This paper aims to provide a quantitative understanding of the performance of numerical modeling of a wave field equation using general-purpose processors. In particular, this article presents the most important aspects related to the memory workloads and execution time of the numerical modeling of both acoustic and fully elastic waves in isotropic and anisotropic mediums. The results presented in this article were calculated for the staggered grid finite difference method. Our results show that the more realistic the seismic wave simulations that are performed, the more the demand for memory and the computational capacity of the computing environment increases.
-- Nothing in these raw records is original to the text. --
pub mod cryptocompare;
pub mod cryptopanic;
pub mod fallback;
pub mod newsapi;
pub mod samples;
pub mod types;

use crate::filter::FilterState;
use async_trait::async_trait;
use reqwest::{Client, RequestBuilder};
use std::time::Duration;
use types::Article;

const USER_AGENT: &str = concat!("crypto-vibe/", env!("CARGO_PKG_VERSION"));

/// What a provider does on its own side, so the orchestrator knows which
/// filter predicates still need to run locally.
#[derive(Debug, Clone, Copy, Default, PartialEq, Eq)]
pub struct FeedCapabilities {
    /// The `period` filter is sent to the provider and applied server-side.
    pub native_period: bool,
    /// Results come back newest-first; no local sort needed.
    pub native_order: bool,
    /// Articles carry vote counts, so sentiment filtering is meaningful.
    pub votes: bool,
}

/// Every way a provider fetch can fail. The orchestrator treats them all alike.
#[derive(Debug, thiserror::Error)]
pub enum FeedError {
    #[error("missing credential {0}")]
    MissingCredential(&'static str),

    #[error("request failed: {0}")]
    Transport(#[from] reqwest::Error),

    #[error("HTTP {status}: {body}")]
    Status { status: u16, body: String },

    #[error("unexpected response shape: {0}")]
    Parse(#[from] serde_json::Error),

    #[error("provider rejected request: {0}")]
    Rejected(String),

    #[error("provider returned no articles")]
    Empty,

    #[error("timed out after {0:?}")]
    Timeout(Duration),
}

#[async_trait]
pub trait NewsFeed: Send + Sync {
    fn name(&self) -> &str;
    fn capabilities(&self) -> FeedCapabilities;
    async fn fetch_news(&self, filters: &FilterState) -> Result<Vec<Article>, FeedError>;
}

pub(crate) fn http_client() -> Client {
    Client::builder()
        .user_agent(USER_AGENT)
        .build()
        .unwrap_or_else(|_| Client::new())
}

/// Send a request and return the body of a 2xx response.
pub(crate) async fn fetch_body(req: RequestBuilder) -> Result<String, FeedError> {
    let resp = req.send().await?;
    let status = resp.status();
    if !status.is_success() {
        let body = resp.text().await.unwrap_or_default();
        return Err(FeedError::Status {
            status: status.as_u16(),
            body: truncate(&body, 200),
        });
    }
    Ok(resp.text().await?)
}

/// Treat a successful but empty batch as a failure.
pub(crate) fn non_empty(articles: Vec<Article>) -> Result<Vec<Article>, FeedError> {
    if articles.is_empty() {
        Err(FeedError::Empty)
    } else {
        Ok(articles)
    }
}

fn truncate(s: &str, max: usize) -> String {
    match s.char_indices().nth(max) {
        Some((idx, _)) => format!("{}...", &s[..idx]),
        None => s.to_string(),
    }
}

pub(crate) fn non_blank(s: Option<String>) -> Option<String> {
    s.map(|v| v.trim().to_string()).filter(|v| !v.is_empty())
}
The results presented in this article allow the estimation of the memory requirements and computational time of wavefield modeling for the considered model (acoustic, elastic or anisotropic) so that their feasibility can be assessed in a given computing environment and within an acceptable time. Understanding the numerical modeling performance is especially important when graphical processing units (GPU) are utilized to satisfy the intensive calculations of three-dimensional seismic forward modeling.

Suggested Citation

  • Anna Franczyk & Damian Gwiżdż & Andrzej Leśniak, 2020. "Performance of 3D Wave Field Modeling Using the Staggered Grid Finite Difference Method with General-Purpose Processors," Energies, MDPI, vol. 13(17), pages 1-15, September.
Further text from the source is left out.